Another way - just soak the corn, shuck and all in sugar water about 10 minutes or so, then put them on the grill, when the shucks start burning, roll them over and burn the other side. Take them off the pit and put them in a ice chest and let them steam a little while. Peal the shucks back and use for a handle. You wont even need any butter, just a little salt and pepper.


----------



## Jason21 (Aug 9, 2007)

I saw this on the cooking network... If your looking to cook it fast then put in the microwave for 5 minutes with the husk on it.... Take it out and its ready to go...


----------



## deebo (May 22, 2004)

we always like to fill the inside of the shuck with beer and then grill. Steaming in beer gives the corn an awesome flavor. Anyone else?


----------



## Animal Chris (May 21, 2004)

BK4515 said:


> Another way - just soak the corn, shuck and all in sugar water about 10 minutes or so, then put them on the grill, when the shucks start burning, roll them over and burn the other side. Take them off the pit and put them in a ice chest and let them steam a little while. Peal the shucks back and use for a handle. You wont even need any butter, just a little salt and pepper.


BK,

I agree with everything except the sugar water and butter. Corn contains enough sugar as is. I go with plain ol' high quality H2O. And a little butter never hurts.

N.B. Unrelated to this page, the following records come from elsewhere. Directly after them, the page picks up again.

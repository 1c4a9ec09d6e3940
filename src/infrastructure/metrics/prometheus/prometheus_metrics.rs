//! Prometheus metrics implementation.
//!
//! Concrete `Metrics` backed by the global `metrics` registry. The helpers in
//! `counters.rs` register series on first use; the handle kept by
//! `recorder.rs` renders them in Prometheus text format.

use crate::domain::Metrics;
use std::time::Instant;

/// Prometheus-based metrics implementation.
///
/// Stateless: every series lives in the global registry.
pub struct PrometheusMetrics;

impl PrometheusMetrics {
    pub fn new() -> Self {
        tracing::info!("Creating Prometheus metrics");
        PrometheusMetrics
    }
}

impl Metrics for PrometheusMetrics {
    // ---
    fn render(&self) -> String {
        super::render_metrics()
    }

    fn record_ceremony(&self, step: &'static str, outcome: &'static str) {
        super::increment_ceremony(step, outcome);
    }

    fn record_rate_limited(&self, path: &str) {
        super::increment_rate_limited(path);
    }

    fn record_clone_warning(&self) {
        tracing::debug!("Recording clone warning");
        super::increment_clone_warning();
    }

    fn record_booking_created(&self) {
        super::increment_booking_created();
    }

    fn record_unlock(&self, outcome: &'static str) {
        super::increment_unlock(outcome);
    }

    fn record_http_request(&self, start: Instant, path: &str, method: &str, status: u16) {
        super::track_http_request(start, path, method, status);
    }
}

Tight lines and good eating, AC


----------



## Tiger Fish (Jul 9, 2007)

Try this:
1/2 cup of mayo
1/2 cup of sour cream
Mix it up with enough chili powder to make it almost red. Slather it thick on the corn and sprinkle garlic salt on them. Toss em on the grill until you get some grill marks on all sides. Enjoy.


----------



## Compadre (Mar 24, 2006)

Jason21 said:


> I saw this on the cooking network... If your looking to cook it fast then put in the microwave for 5 minutes with the husk on it.... Take it out and its ready to go...


Oh Yeah!! You are right about this!!!


----------



## activescrape (Jan 8, 2006)

I grill them without ever pulling the shuck back. Turn a few times while grilling. Shuck it back and slather on the butter, salt and chili powder. MM good.


----------



## guada fishing (Oct 23, 2006)

*Roasted Corn on the cob.*

This is the way my wife like her corn. I take the corn and shuck it and place them on the pit until they start to brown a little and put that tony's seasoning and butter them. Place some news paper on the table and take the corn out and eat along with some BBQ'd crabs....maybe a beer or glass of wine.


----------